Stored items
Start of Block
//! Audio playback engine: double-buffered WAV streaming from a FAT16 volume
//!
//! # Modules
//!
//! - [`buffers`]: front/back stream buffers shared with the buffer-exhausted handler
//! - [`playlist`]: track list, current index, playing flag
//! - [`wav`]: 44-byte RIFF/WAVE header
//! - [`engine`]: [`PlaybackBufferEngine`]: prime, refill, track transitions

// ── Lint policy ─────────────────────────────────────────────────────────────
#![deny(clippy::unwrap_used)] // no .unwrap() in production code
#![deny(clippy::expect_used)] // no .expect() in production code
#![deny(clippy::panic)] // no panic!() in production code
#![deny(unused_must_use)]
// all Results must be handled
// ────────────────────────────────────────────────────────────────────────────
#![cfg_attr(not(test), no_std)]
#![warn(missing_docs)]
#![warn(clippy::all)]
#![warn(clippy::pedantic)]
#![deny(unsafe_op_in_unsafe_fn)]
#![allow(clippy::module_name_repetitions)]
#![allow(clippy::missing_errors_doc)]
#![allow(async_fn_in_trait)] // Embassy no_std: single-threaded, Send bounds not needed

pub mod buffers;
pub mod engine;
pub mod playlist;
pub mod wav;

pub use buffers::{Slot, StreamBuffer, StreamBuffers};
pub use engine::{EngineError, PlaybackBufferEngine, PollOutcome};
pub use playlist::{Direction, Playlist};
pub use wav::{WavError, WavHeader};
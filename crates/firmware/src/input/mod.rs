//! Transport buttons: debouncing and event delivery.
//!
//! The debounce tick (timer context) produces [`InputEvent`]s and pushes them
//! into an [`EventChannel`] with [`publish`]; the main loop drains them via
//! [`ButtonEvents`], which implements [`platform::InputDevice`].
//!
//! The channel's `CriticalSectionRawMutex` masks interrupts around every
//! queue operation, so each push and pop is a single cross-context
//! read-modify-write with no partial masking.
//!
//! # Overflow handling
//!
//! [`publish`] never waits. If the main loop falls [`EVENT_DEPTH`] events
//! behind, new gestures are dropped rather than stalling the tick.

use embassy_sync::blocking_mutex::raw::CriticalSectionRawMutex;
use embassy_sync::channel::{Channel, Receiver};

pub use platform::{Button, InputDevice, InputEvent};

pub mod debounce;
pub use debounce::{ButtonDebouncer, TransportDebouncer};

#[cfg(feature = "hardware")]
pub mod hardware;

/// Gestures that may queue before new ones are dropped.
pub const EVENT_DEPTH: usize = 8;

/// Queue from the debounce tick to the main loop.
pub type EventChannel = Channel<CriticalSectionRawMutex, InputEvent, EVENT_DEPTH>;

/// The board's button event queue.
pub static BUTTON_EVENTS: EventChannel = Channel::new();

/// Queue `event` without blocking; `false` if the queue was full and the
/// event was dropped.
pub fn publish(channel: &EventChannel, event: InputEvent) -> bool {
    match channel.try_send(event) {
        Ok(()) => true,
        Err(_) => {
            #[cfg(feature = "defmt")]
            defmt::warn!("input: queue full, dropped {}", event);
            false
        }
    }
}

/// Main-loop end of an [`EventChannel`].
pub struct ButtonEvents<'a> {
    rx: Receiver<'a, CriticalSectionRawMutex, InputEvent, EVENT_DEPTH>,
}

impl<'a> ButtonEvents<'a> {
    /// Consume events from `channel`.
    pub fn new(channel: &'a EventChannel) -> Self {
        Self {
            rx: channel.receiver(),
        }
    }
}

impl InputDevice for ButtonEvents<'_> {
    fn poll_event(&mut self) -> Option<InputEvent> {
        // Empty is the only receive error.
        self.rx.try_receive().ok()
    }
}

#[cfg(test)]
mod tests {
    use super::*;

    #[test]
    fn events_arrive_in_order() {
        let channel = EventChannel::new();
        let mut events = ButtonEvents::new(&channel);
        assert!(publish(&channel, InputEvent::ShortPress(Button::Play)));
        assert!(publish(&channel, InputEvent::Hold(Button::VolumeDown)));
        assert_eq!(events.poll_event(), Some(InputEvent::ShortPress(Button::Play)));
        assert_eq!(events.poll_event(), Some(InputEvent::Hold(Button::VolumeDown)));
        assert_eq!(events.poll_event(), None);
    }

    #[test]
    fn full_queue_drops_instead_of_blocking() {
        let channel = EventChannel::new();
        for _ in 0..EVENT_DEPTH {
            assert!(publish(&channel, InputEvent::ShortPress(Button::VolumeUp)));
        }
        assert!(!publish(&channel, InputEvent::Hold(Button::Play)));

        let mut events = ButtonEvents::new(&channel);
        let drained = core::iter::from_fn(|| events.poll_event()).count();
        assert_eq!(drained, EVENT_DEPTH);
    }
}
End of Block
* _EXERCISE DETAILS_: Could you please copy the lines above exactly, beginning at the first and ending at the line that contains "refill, track transitions"?

* _PROBLEM SOLUTION_:
//! Audio playback engine: double-buffered WAV streaming from a FAT16 volume
//!
//! # Modules
//!
//! - [`buffers`]: front/back stream buffers shared with the buffer-exhausted handler
//! - [`playlist`]: track list, current index, playing flag
//! - [`wav`]: 44-byte RIFF/WAVE header
//! - [`engine`]: [`PlaybackBufferEngine`]: prime, refill, track transitions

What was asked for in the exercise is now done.